Today in a thread on Ask MetaFilter, I learned a new word (well, lexical item): joe job. That's when someone sends out spam with the return address of another person they want to make look bad. The AskMeFi poster actually uses it in a slightly broader sense that lacks the malicious intent.
This has happened to me a couple of times in the past, almost certainly by accident—my primary email address is [three home keys]@[medium-size ISP].com, so it's easy to see how a spammer might choose it by accident.
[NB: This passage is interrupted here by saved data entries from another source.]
//! Code for working with [`Location`]s and scan [`Direction`]s on the board.

use derive_more::{Display, Error, From, Into};
use serde::{Deserialize, Serialize};
use std::fmt::{self, Formatter, Write};

/// Column labels, in order. Also bounds the widest supported board.
pub(crate) const COLUMN_LABELS: &str = "ABCDEFGHIJKLMNOPQRSTUVWXYZ";

/// A location on the board, as zero-based row and column coordinates.
///
/// A `Location` is not tied to a particular board size; whether it is on the
/// board is decided by [`Board::contains`](crate::Board::contains).
#[derive(
    Clone, Copy, Debug, Eq, PartialEq, Ord, PartialOrd, Hash, From, Into, Serialize, Deserialize,
)]
pub struct Location {
    pub row: usize,
    pub col: usize,
}

impl Location {
    #[inline]
    pub const fn new(row: usize, col: usize) -> Self {
        Self { row, col }
    }

    /// Get the row and column coordinates.
    #[inline]
    pub fn to_coords(self) -> (usize, usize) {
        (self.row, self.col)
    }

    /// Step once in `direction`. Returns None if that would leave the top or left edge;
    /// the bottom and right edges depend on the board and are checked there.
    #[inline]
    pub fn step(self, direction: Direction) -> Option<Self> {
        let row = offset(self.row, direction.d_row())?;
        let col = offset(self.col, direction.d_col())?;
        Some(Self { row, col })
    }
}

#[inline]
fn offset(coord: usize, delta: i8) -> Option<usize> {
    if delta < 0 {
        coord.checked_sub(delta.unsigned_abs() as usize)
    } else {
        coord.checked_add(delta as usize)
    }
}

/// Convert this [`Location`] into string notation ("D3" is row 2, column 3).
impl fmt::Display for Location {
    fn fmt(&self, f: &mut Formatter<'_>) -> fmt::Result {
        match COLUMN_LABELS.chars().nth(self.col) {
            Some(col_str) => {
                f.write_char(col_str)?;
                write!(f, "{}", self.row + 1)
            }
            // Past the last letter: fall back to raw coordinates.
            None => write!(f, "({}, {})", self.row, self.col),
        }
    }
}

#[derive(Clone, Copy, Debug, PartialEq, Eq, Display, Error)]
#[display(fmt = "invalid location string")]
pub struct ParseLocationError;

/// Build a [`Location`] from a 1-indexed string notation ("A4", "c12").
impl std::str::FromStr for Location {
    type Err = ParseLocationError;

    fn from_str(s: &str) -> Result<Self, Self::Err> {
        let s = s.trim();
        let mut chars = s.chars();
        let col_str = chars.next().ok_or(ParseLocationError)?.to_ascii_uppercase();
        let col = COLUMN_LABELS.find(col_str).ok_or(ParseLocationError)?;

        let row_str = chars.as_str();
        if row_str.is_empty() || !row_str.chars().all(|c| c.is_ascii_digit()) {
            return Err(ParseLocationError);
        }
        let row: usize = row_str.parse().or(Err(ParseLocationError))?;
        if row == 0 {
            return Err(ParseLocationError);
        }

        Ok(Self::new(row - 1, col))
    }
}

/// One of the eight compass offsets used to scan outward from a square.
///
/// The constants below are the only values, so a scan always moves.
#[derive(Clone, Copy, Debug, Eq, PartialEq, Hash)]
pub struct Direction {
    d_row: i8,
    d_col: i8,
}

impl Direction {
    pub const NORTH: Self = Self::new(-1, 0);
    pub const NORTH_EAST: Self = Self::new(-1, 1);
    pub const EAST: Self = Self::new(0, 1);
    pub const SOUTH_EAST: Self = Self::new(1, 1);
    pub const SOUTH: Self = Self::new(1, 0);
    pub const SOUTH_WEST: Self = Self::new(1, -1);
    pub const WEST: Self = Self::new(0, -1);
    pub const NORTH_WEST: Self = Self::new(-1, -1);

    /// Every scan direction, clockwise from north.
    pub const ALL: [Self; 8] = [
        Self::NORTH,
        Self::NORTH_EAST,
        Self::EAST,
        Self::SOUTH_EAST,
        Self::SOUTH,
        Self::SOUTH_WEST,
        Self::WEST,
        Self::NORTH_WEST,
    ];

    const fn new(d_row: i8, d_col: i8) -> Self {
        Self { d_row, d_col }
    }

    /// Row offset: -1 is toward row 0.
    #[inline]
    pub const fn d_row(self) -> i8 {
        self.d_row
    }

    /// Column offset: -1 is toward column A.
    #[inline]
    pub const fn d_col(self) -> i8 {
        self.d_col
    }
}

impl fmt::Display for Direction {
    fn fmt(&self, f: &mut Formatter<'_>) -> fmt::Result {
        let name = match (self.d_row, self.d_col) {
            (-1, 0) => "N",
            (-1, 1) => "NE",
            (0, 1) => "E",
            (1, 1) => "SE",
            (1, 0) => "S",
            (1, -1) => "SW",
            (0, -1) => "W",
            (-1, -1) => "NW",
            _ => return Err(fmt::Error),
        };
        f.write_str(name)
    }
}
True story: the first time this happened, I was getting waves of a couple dozen bounce messages every night after midnight PST. Although the spam messages appeared to be from me, I was able to poke around in the headers and find out they were really sent by some randomly-generated address at yahoo.com, a different one every night that was already gone by the time I received the bounce messages. Crossing my fingers, I sat at my computer right at midnight a couple of nights running, trying to squeak in a message to that night's yahoo.com address that said, "Hey! You're using a real email address! Please stop!". It took a couple of tries, but eventually one of my messages didn't bounce back with an "unknown user" error. Lo and behold, the messages stopped immediately.
An ethical spammer, or just a coincidence? There's no way to know, so choose whichever one better suits your preconceptions.
"Ethical spammer" is an oxymoron.
Posted by: Q. Pheevr | February 02, 2008 at 11:21 AM
Scared that if you could track him down, then you could sic someone on him.